Bright young minds shine at science fair

Taylor Sansone, a seventh-grade student at St. Nicholas Academy, was one of 55 students who took part in the Catholic Enrichment Center’s first “Community Science Fair” on March 24. (Record Photo by Glenn Rutherford)

By GLENN RUTHERFORD
Record Editor

Some of the brightest young minds in the Archdiocese of Louisville were on display March 24 at the Catholic Enrichment Center’s first Community Science Fair.

Fifty-five students from grades five to eight in six local schools — St. Nicholas Academy, Nativity Academy, St. Francis of Assisi School, Holy Family School, Christian Academy and Meyzeek Middle School — took part in the contest. And several of the projects they displayed gave notice that, if the thinking displayed by these students is any example, the future may be in very good hands.

Take seventh grader Brandon Borgelt from St. Nicholas Academy, for instance. His project measured the heart rate of individuals who consume some of the ubiquitous energy drinks that are advertised almost hourly on television, radio, bus stops, billboards, you name it.

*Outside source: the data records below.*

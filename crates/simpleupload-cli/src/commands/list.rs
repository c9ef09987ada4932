//! Listing commands - `dirs`, `uploads` and `saved`
//!
//! Each prints one server listing, in server order.

use anyhow::{Context, Result};
use simpleupload_core::ports::IUploadApi;
use tracing::info;

use super::CommandContext;

/// Which server listing to print
#[derive(Debug, Clone, Copy, PartialEq, Eq)]
pub enum Listing {
    /// Files uploaded but not moved yet
    Uploads,
    /// Files in the saved area
    SavedFiles,
    /// Directories uploads can be moved into
    SavedDirs,
}

impl Listing {
    fn title(self) -> &'static str {
        match self {
            Listing::Uploads => "Pending uploads",
            Listing::SavedFiles => "Saved files",
            Listing::SavedDirs => "Saved directories",
        }
    }

    fn json_key(self) -> &'static str {
        match self {
            Listing::Uploads => "uploads",
            Listing::SavedFiles => "saved",
            Listing::SavedDirs => "dirs",
        }
    }

    async fn fetch(self, api: &dyn IUploadApi) -> Result<Vec<String>> {
        let entries = match self {
            Listing::Uploads => api.list_uploads().await,
            Listing::SavedFiles => api.list_saved_files().await,
            Listing::SavedDirs => api.list_saved_dirs().await,
        };
        entries.with_context(|| format!("Failed to list {}", self.title().to_lowercase()))
    }

    /// Execute the listing command
    pub async fn execute(self, ctx: &CommandContext) -> Result<()> {
        let formatter = ctx.formatter();
        let client = ctx.client()?;

        info!(listing = self.json_key(), "Fetching listing");
        let entries = self.fetch(&client).await?;

        if ctx.is_json() {
            let mut body = serde_json::Map::new();
            body.insert(self.json_key().to_string(), serde_json::json!(entries));
            formatter.print_json(&serde_json::Value::Object(body));
        } else if entries.is_empty() {
            formatter.success(&format!("{}: none", self.title()));
        } else {
            formatter.success(&format!("{} ({})", self.title(), entries.len()));
            for entry in &entries {
                formatter.info(entry);
            }
        }

        Ok(())
    }
}
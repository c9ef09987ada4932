//! Move command - Move a pending upload by hand
//!
//! `simpleupload move <REMOTE> <DIR>/<NAME>` sends a single move request,
//! for uploads left pending by an interrupted or refused `upload`.

use anyhow::{bail, Context, Result};
use clap::Args;
use simpleupload_core::ports::Notification;
use tracing::info;

use super::CommandContext;

/// Arguments for the move subcommand
#[derive(Debug, Args)]
pub struct MoveCommand {
    /// Server path of the upload (as printed by `upload` or `uploads`)
    pub remote: String,

    /// Destination as <directory>/<filename>
    pub destination: String,
}

impl MoveCommand {
    /// Execute the move command
    pub async fn execute(&self, ctx: &CommandContext) -> Result<()> {
        let formatter = ctx.formatter();
        validate_destination(&self.destination)?;

        let client = ctx.client()?;
        info!(remote = %self.remote, destination = %self.destination, "Moving upload");

        let moved = client
            .move_file(&self.remote, &self.destination)
            .await
            .with_context(|| format!("Failed to move {}", self.remote))?;

        if ctx.is_json() {
            formatter.print_json(&serde_json::json!({
                "remote": self.remote,
                "moved_to": moved.moved_to,
            }));
        } else {
            formatter.success(&Notification::moved(&moved.moved_to).body);
        }

        Ok(())
    }
}

/// Requires a non-empty directory and filename around the first `/`
fn validate_destination(destination: &str) -> Result<()> {
    match destination.split_once('/') {
        Some((dir, name)) if !dir.trim().is_empty() && !name.is_empty() => Ok(()),
        _ => bail!(
            "Destination '{}' must look like <directory>/<filename>",
            destination
        ),
    }
}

“I assumed before I started research that every time you took one of these energy drinks, your heart rate would increase,” Brandon explained.

That would seem to make common sense. But the results threw a bit of a curve ball at him.

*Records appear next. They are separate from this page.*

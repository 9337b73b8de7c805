//! Maps conversations to hub channels, creating channels on first contact.

use std::{sync::Arc, time::Duration};

use {
    dashmap::DashMap,
    tokio::{sync::Mutex, time::Instant},
    tracing::{debug, info},
};

use crate::{
    Error, HubClient, Result,
    error::with_timeout,
    types::{Channel, ChannelKind, IdentityKey, NewChannel, Workspace},
};

/// How long a freshly created channel is trusted when the hub listing does
/// not show it yet.
const CREATED_GRACE: Duration = Duration::from_secs(30);

/// Name of the category `channel` belongs to, if any.
pub fn parent_name<'a>(channels: &'a [Channel], channel: &Channel) -> Option<&'a str> {
    let parent_id = channel.parent_id.as_ref()?;
    channels
        .iter()
        .find(|c| &c.id == parent_id && c.is_category())
        .map(|c| c.name.as_str())
}

/// Find the text channel bound to `key` under the key's category.
///
/// The topic is matched first: the hub may rewrite channel names on creation
/// (Discord lowercases them and turns spaces into `-`) but keeps topics as
/// given. A channel without the topic still matches on its exact name.
pub fn find_conversation_channel(channels: &[Channel], key: &IdentityKey) -> Option<Channel> {
    let candidates = || {
        channels
            .iter()
            .filter(|c| c.is_text() && parent_name(channels, c) == Some(key.category_name()))
    };
    candidates()
        .find(|c| c.topic.as_deref() == Some(key.topic()))
        .or_else(|| candidates().find(|c| c.name == key.name))
        .cloned()
}

fn find_category<'a>(channels: &'a [Channel], name: &str) -> Option<&'a Channel> {
    channels.iter().find(|c| c.is_category() && c.name == name)
}

/// Resolves identity keys to hub channels.
///
/// Lookup-then-create for one key runs under that key's lock, so two messages
/// from a new contact never produce two channels. Locks are dropped once no
/// caller holds or awaits them; created channels are remembered only until the
/// hub listing shows them or the grace period ends.
pub struct ChannelDirectory {
    hub: Arc<dyn HubClient>,
    timeout: Duration,
    locks: DashMap<IdentityKey, Arc<Mutex<()>>>,
    created: DashMap<IdentityKey, (Channel, Instant)>,
}

impl ChannelDirectory {
    pub fn new(hub: Arc<dyn HubClient>, timeout: Duration) -> Self {
        Self {
            hub,
            timeout,
            locks: DashMap::new(),
            created: DashMap::new(),
        }
    }

    fn lock_for(&self, key: &IdentityKey) -> Arc<Mutex<()>> {
        Arc::clone(self.locks.entry(key.clone()).or_default().value())
    }

    fn recently_created(&self, key: &IdentityKey) -> Option<Channel> {
        let (channel, at) = self.created.get(key).map(|entry| entry.value().clone())?;
        if at.elapsed() < CREATED_GRACE {
            return Some(channel);
        }
        self.created.remove(key);
        None
    }

    fn remember_created(&self, key: &IdentityKey, channel: &Channel) {
        self.created.retain(|_, (_, at)| at.elapsed() < CREATED_GRACE);
        self.created
            .insert(key.clone(), (channel.clone(), Instant::now()));
    }

    /// Return the channel for `key`, creating it under the right category if
    /// it does not exist yet.
    pub async fn resolve_or_create(
        &self,
        workspace: &Workspace,
        key: &IdentityKey,
    ) -> Result<Channel> {
        let lock = self.lock_for(key);
        let result = {
            let _guard = lock.lock().await;
            self.resolve_locked(workspace, key).await
        };
        drop(lock);
        // Only the map holds it now: nobody is waiting on this key.
        self.locks.remove_if(key, |_, lock| Arc::strong_count(lock) == 1);
        result
    }

    async fn resolve_locked(&self, workspace: &Workspace, key: &IdentityKey) -> Result<Channel> {
        let channels = with_timeout(
            "list channels",
            self.timeout,
            self.hub.channels(&workspace.id),
        )
        .await?;

        if let Some(existing) = find_conversation_channel(&channels, key) {
            self.created.remove(key);
            debug!(conversation = %key, channel = %existing.id, "resolved existing channel");
            return Ok(existing);
        }

        if let Some(pending) = self.recently_created(key) {
            debug!(conversation = %key, channel = %pending.id, "channel created moments ago");
            return Ok(pending);
        }

        let category = find_category(&channels, key.category_name()).ok_or_else(|| {
            Error::MissingCategory {
                name: key.category_name().to_string(),
            }
        })?;

        let request = NewChannel {
            name: key.name.clone(),
            kind: ChannelKind::Text,
            parent_id: Some(category.id.clone()),
            topic: Some(key.topic().to_string()),
        };
        let channel = with_timeout(
            "create channel",
            self.timeout,
            self.hub.create_channel(&workspace.id, request),
        )
        .await?;

        info!(
            workspace = %workspace.name,
            conversation = %key,
            channel = %channel.id,
            "created channel for conversation"
        );
        self.remember_created(key, &channel);
        Ok(channel)
    }
}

“But when my brother drank a ‘Monster’ energy drink, his heart rate actually went down,” he said. “It was weird, and what I found out is that reaction to ‘Monster,’ ‘Five-hour Energy,’ and ‘Red Bull’ really depends on the reaction of the individual to the various ingredients.”

In other words, the drinks don’t all include the same things, though they all are heavily laced with caffeine.

One of them has 27 grams of sugar; another has no sugar at all. So, as in all other things in life, Brandon cautions moderation when it comes to doses of liquid energy.

“You shouldn’t drink them like water,” he said. In many cases, the drinks will, indeed, produce a more rapid heart rate. But not all the time; the science told him that.

And science, research and effort told Kate Jones of St. Francis of Assisi School that fracturing igneous, metamorphic and sedimentary rock surprisingly releases trace amounts of deadly gases — ozone and carbon dioxide.

So why is that of any importance?

“It has applications for the study of earthquakes, for the consequence of drilling and other geological activities,” said Kate, who speaks with an air of authority and confidence that belies her age.

“I’ve always been interested in the environment and in geology,” the seventh-grader said. “And I saw a University of Virginia study about the possible release of gases from rock. I wondered if ozone and carbon dioxide were, in fact, trapped in rock, and if they’d be released when the rock is fractured or crushed.”

Yes, they are, she found.

“We used a vise in a containment cabinet that we built,” she explained, “and we used an ozone detector that we were able to order from Denver. The different rocks produced the gases at different rates, but the gases were indeed released.”

Taylor Sansone, a seventh-grader at St. Nicholas Academy, centered her project on what she called “common sense” environmental practices. Her display was called “How do you stay ‘green’ and save money,” and she found a handful of ways you might.

“Take shorter showers,” she said. “Sounds simple but it’s true; conserving water is important everywhere and a lot of people, especially people my age, kind of take water for granted.”

She also suggested changing diets to include more organic foods, a step that “will help save the earth and provide you with a more healthy lifestyle.”

“And in the process you’ll probably lose a little weight,” she added.

Terriana Coleman from Nativity Academy centered her project on the density of liquids — using water, oil and molasses as her mediums. “I thought I’d be able to show that the density of a liquid would effect its weight,” she said, “and that if you put them into the same container, they would separate according to their density.”

And she was right.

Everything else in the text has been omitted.